## WHAT YOU WILL DO:
Begin at the line containing "GLOBAL.get_or_try_init(Self::bundled)" in the entries below and end at the line containing "install it as the"; transcribe that range exactly and nothing outside it.

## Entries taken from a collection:
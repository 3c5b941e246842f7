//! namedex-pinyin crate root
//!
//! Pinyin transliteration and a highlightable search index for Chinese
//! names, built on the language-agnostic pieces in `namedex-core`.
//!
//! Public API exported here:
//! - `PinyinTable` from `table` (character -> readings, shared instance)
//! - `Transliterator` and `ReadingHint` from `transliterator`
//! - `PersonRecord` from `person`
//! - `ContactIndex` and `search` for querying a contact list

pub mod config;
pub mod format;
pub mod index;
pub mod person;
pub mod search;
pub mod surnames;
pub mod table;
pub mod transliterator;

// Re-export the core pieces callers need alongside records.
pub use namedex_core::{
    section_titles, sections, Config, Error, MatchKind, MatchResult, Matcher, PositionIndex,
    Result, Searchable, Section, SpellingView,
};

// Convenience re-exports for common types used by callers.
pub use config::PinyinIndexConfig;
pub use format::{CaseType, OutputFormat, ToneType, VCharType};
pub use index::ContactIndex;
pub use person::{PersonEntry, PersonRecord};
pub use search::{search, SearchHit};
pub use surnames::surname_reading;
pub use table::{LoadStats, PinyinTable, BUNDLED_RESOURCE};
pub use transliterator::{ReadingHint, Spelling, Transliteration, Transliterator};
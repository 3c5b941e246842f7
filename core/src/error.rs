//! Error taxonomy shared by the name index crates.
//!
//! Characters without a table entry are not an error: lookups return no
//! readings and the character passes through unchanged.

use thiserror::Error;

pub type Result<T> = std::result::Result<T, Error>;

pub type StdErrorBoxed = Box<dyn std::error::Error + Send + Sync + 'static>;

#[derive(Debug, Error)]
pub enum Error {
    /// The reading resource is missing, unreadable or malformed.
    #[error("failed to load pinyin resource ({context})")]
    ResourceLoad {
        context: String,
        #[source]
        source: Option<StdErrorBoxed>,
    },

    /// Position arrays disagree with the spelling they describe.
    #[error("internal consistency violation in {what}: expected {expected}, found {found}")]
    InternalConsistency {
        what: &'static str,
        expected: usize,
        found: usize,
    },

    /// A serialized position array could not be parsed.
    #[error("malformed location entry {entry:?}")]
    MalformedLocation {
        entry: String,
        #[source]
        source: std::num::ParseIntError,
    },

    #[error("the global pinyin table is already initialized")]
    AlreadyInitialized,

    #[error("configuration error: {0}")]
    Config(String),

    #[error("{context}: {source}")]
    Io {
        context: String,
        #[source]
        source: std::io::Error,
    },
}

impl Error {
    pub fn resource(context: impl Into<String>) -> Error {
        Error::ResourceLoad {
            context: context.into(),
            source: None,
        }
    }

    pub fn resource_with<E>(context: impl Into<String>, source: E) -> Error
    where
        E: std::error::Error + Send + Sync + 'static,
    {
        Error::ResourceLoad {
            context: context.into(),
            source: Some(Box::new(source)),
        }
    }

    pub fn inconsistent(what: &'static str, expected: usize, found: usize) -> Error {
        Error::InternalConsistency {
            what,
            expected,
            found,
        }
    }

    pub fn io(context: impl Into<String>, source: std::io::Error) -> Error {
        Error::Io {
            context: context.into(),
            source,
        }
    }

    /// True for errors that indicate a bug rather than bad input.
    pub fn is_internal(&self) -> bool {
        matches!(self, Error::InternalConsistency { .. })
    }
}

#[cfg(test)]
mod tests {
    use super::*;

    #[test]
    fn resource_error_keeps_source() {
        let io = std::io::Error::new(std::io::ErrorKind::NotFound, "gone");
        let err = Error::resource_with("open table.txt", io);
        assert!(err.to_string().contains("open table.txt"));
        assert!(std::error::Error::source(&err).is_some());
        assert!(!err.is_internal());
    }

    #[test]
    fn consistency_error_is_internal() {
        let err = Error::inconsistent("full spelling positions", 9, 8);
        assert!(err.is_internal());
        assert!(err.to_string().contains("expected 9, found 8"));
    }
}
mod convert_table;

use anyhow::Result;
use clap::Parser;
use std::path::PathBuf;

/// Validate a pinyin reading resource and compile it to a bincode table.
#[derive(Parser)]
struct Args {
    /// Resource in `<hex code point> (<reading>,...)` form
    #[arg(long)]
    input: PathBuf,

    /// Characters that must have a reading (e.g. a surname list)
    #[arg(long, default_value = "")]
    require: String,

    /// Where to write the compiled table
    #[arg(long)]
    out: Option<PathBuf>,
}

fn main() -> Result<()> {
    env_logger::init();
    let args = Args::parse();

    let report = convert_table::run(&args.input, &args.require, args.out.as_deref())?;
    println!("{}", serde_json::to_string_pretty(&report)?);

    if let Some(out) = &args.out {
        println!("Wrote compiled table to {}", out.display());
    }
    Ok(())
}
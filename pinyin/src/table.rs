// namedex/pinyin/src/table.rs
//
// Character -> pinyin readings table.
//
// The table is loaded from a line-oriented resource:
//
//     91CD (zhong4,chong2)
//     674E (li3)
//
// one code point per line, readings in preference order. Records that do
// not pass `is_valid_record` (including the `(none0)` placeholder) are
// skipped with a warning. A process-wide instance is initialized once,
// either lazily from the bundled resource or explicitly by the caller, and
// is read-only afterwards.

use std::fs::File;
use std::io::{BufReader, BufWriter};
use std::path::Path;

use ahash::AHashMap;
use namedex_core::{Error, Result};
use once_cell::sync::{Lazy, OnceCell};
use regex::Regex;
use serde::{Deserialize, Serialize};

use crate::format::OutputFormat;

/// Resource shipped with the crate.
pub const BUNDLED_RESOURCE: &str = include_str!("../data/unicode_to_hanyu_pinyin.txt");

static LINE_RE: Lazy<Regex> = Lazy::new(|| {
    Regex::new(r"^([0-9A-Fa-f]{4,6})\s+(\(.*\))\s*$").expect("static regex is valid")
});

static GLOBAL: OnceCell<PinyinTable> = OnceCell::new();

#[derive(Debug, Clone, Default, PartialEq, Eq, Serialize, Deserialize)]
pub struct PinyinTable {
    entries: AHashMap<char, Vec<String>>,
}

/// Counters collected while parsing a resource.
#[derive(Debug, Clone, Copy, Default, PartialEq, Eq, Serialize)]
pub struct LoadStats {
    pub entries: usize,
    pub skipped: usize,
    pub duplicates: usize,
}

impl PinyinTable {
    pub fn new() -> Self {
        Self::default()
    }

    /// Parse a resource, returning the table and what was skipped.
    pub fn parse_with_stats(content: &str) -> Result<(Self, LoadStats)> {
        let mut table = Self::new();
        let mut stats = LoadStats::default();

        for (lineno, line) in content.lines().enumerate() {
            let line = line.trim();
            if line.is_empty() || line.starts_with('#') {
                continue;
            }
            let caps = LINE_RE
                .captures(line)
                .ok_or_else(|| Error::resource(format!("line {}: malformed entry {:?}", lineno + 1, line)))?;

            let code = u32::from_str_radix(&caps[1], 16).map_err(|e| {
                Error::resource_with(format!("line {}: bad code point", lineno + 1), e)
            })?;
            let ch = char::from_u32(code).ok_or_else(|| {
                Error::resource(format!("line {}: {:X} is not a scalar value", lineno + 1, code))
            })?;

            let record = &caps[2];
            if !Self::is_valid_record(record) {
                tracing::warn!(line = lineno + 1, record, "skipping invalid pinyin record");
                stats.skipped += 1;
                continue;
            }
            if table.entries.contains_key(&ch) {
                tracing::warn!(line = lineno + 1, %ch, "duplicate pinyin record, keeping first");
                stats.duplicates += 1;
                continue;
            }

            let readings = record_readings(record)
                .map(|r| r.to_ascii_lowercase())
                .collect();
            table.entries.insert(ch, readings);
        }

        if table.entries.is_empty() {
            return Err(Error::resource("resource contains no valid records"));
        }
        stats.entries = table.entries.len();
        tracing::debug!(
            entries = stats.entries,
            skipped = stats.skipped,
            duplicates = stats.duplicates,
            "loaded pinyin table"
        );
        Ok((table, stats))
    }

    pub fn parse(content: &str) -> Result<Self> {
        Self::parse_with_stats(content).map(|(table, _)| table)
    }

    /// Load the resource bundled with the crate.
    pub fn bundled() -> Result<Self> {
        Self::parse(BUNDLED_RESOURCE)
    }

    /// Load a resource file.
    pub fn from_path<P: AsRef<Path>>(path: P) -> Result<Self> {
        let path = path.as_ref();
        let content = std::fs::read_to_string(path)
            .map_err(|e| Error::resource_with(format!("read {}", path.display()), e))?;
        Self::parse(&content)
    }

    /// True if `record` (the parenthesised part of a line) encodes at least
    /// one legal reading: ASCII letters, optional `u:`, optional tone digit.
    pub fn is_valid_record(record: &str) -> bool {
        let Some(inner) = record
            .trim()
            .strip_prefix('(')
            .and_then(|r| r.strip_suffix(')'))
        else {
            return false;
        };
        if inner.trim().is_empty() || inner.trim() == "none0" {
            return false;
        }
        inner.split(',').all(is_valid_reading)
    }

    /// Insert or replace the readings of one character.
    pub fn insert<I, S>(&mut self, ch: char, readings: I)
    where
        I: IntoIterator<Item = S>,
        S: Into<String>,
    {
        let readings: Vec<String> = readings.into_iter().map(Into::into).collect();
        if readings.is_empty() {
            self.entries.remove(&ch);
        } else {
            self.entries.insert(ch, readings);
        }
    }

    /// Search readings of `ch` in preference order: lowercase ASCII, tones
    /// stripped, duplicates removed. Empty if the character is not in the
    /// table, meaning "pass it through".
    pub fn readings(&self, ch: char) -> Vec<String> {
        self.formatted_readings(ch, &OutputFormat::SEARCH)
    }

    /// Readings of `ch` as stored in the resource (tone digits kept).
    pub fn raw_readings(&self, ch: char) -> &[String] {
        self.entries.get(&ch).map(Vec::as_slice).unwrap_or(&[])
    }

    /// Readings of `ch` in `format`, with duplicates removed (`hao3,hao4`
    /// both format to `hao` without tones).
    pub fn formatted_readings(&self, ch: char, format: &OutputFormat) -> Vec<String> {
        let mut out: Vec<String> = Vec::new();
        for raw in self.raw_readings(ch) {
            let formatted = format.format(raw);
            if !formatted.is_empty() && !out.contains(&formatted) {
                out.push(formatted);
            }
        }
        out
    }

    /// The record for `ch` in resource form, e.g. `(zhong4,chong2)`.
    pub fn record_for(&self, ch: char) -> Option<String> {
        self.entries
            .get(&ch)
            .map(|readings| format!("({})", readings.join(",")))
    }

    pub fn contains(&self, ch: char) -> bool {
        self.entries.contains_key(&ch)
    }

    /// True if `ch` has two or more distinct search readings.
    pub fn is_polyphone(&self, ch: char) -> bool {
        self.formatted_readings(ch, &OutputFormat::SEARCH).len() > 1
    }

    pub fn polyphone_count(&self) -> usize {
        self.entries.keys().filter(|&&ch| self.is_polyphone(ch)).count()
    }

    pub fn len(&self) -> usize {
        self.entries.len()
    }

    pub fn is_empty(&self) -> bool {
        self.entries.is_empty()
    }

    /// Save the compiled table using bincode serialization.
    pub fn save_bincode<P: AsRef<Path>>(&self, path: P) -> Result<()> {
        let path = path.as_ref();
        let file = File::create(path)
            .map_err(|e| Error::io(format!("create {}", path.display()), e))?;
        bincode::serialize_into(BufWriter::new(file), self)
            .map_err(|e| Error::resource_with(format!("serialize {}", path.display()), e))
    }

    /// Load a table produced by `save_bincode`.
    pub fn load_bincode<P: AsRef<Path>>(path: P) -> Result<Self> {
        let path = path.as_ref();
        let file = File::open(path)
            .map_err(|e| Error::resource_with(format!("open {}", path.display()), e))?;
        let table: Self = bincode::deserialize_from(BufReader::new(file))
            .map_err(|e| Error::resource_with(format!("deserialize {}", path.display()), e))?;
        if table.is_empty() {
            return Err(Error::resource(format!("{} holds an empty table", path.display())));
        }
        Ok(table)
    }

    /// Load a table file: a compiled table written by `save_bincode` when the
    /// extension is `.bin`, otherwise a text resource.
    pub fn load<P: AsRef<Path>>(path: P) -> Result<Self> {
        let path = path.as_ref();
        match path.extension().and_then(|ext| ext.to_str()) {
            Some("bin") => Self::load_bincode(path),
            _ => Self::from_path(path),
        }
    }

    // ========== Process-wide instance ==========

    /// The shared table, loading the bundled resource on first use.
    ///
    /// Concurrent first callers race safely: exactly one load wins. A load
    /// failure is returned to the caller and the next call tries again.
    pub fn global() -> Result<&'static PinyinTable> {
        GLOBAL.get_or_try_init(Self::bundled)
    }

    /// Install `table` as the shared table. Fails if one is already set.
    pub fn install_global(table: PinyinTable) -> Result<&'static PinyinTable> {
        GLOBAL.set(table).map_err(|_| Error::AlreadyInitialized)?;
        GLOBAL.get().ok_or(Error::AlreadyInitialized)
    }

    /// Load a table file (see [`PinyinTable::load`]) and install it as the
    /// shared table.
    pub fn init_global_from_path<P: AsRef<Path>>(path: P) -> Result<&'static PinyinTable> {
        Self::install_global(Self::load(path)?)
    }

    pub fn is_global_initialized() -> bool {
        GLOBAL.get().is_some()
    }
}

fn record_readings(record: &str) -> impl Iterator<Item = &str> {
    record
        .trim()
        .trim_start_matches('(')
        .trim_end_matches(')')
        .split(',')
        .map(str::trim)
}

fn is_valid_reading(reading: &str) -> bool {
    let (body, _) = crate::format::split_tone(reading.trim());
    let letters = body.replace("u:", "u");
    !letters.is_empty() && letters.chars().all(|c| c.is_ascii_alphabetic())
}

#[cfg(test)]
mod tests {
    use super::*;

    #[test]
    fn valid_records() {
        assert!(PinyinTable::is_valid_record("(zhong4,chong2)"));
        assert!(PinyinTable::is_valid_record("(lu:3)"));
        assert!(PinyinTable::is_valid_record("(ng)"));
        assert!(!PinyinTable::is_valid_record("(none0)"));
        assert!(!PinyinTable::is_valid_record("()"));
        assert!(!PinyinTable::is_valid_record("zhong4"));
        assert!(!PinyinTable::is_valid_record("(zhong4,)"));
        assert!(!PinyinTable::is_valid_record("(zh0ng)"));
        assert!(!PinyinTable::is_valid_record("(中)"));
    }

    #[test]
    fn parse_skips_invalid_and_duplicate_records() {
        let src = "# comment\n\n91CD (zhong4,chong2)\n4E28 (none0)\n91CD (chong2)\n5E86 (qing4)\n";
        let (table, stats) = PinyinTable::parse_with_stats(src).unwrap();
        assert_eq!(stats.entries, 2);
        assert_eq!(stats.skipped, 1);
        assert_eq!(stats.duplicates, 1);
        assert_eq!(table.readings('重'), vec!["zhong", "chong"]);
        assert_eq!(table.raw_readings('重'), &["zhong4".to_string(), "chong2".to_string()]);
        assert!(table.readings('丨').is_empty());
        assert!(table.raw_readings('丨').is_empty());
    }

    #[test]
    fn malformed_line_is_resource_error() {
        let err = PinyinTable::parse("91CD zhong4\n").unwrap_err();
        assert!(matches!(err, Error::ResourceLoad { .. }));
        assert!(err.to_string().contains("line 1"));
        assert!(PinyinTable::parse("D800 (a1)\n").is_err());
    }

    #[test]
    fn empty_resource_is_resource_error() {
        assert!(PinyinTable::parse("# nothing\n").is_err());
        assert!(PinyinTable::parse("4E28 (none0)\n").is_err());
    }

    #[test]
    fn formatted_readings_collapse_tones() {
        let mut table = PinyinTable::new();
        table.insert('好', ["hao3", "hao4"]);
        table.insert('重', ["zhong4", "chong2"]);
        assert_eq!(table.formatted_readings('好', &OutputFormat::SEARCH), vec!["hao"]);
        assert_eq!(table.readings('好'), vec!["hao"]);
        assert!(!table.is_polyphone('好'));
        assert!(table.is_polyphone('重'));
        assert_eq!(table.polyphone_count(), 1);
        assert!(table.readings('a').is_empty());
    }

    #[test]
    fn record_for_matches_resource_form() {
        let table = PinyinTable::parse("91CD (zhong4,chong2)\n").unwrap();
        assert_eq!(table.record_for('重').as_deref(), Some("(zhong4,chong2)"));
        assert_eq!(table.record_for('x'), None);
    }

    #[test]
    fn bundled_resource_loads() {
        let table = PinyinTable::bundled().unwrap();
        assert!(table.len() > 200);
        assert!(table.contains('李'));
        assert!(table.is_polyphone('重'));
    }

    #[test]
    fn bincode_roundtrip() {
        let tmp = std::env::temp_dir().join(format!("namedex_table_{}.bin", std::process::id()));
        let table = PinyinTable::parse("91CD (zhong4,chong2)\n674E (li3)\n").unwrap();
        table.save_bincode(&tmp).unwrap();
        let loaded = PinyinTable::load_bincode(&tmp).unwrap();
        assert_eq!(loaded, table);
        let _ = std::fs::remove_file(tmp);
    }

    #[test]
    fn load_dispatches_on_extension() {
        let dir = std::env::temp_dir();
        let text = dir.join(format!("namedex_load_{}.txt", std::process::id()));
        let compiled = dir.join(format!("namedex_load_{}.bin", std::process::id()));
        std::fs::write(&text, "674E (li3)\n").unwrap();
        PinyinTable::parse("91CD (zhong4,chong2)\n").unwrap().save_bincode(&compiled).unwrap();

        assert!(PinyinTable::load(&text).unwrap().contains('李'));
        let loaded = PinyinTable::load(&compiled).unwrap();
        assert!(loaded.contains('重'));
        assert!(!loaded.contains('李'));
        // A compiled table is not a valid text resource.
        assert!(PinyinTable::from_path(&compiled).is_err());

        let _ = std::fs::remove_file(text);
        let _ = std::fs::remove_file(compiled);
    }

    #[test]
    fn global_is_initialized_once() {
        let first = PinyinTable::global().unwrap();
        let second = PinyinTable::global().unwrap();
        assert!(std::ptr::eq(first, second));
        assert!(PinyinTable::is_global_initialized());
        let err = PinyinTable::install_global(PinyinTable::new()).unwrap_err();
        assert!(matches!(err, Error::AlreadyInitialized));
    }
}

## RESPONSE:
        GLOBAL.get_or_try_init(Self::bundled)
    }

    /// Install `table` as the shared table. Fails if one is already set.
    pub fn install_global(table: PinyinTable) -> Result<&'static PinyinTable> {
        GLOBAL.set(table).map_err(|_| Error::AlreadyInitialized)?;
        GLOBAL.get().ok_or(Error::AlreadyInitialized)
    }

    /// Load a table file (see [`PinyinTable::load`]) and install it as the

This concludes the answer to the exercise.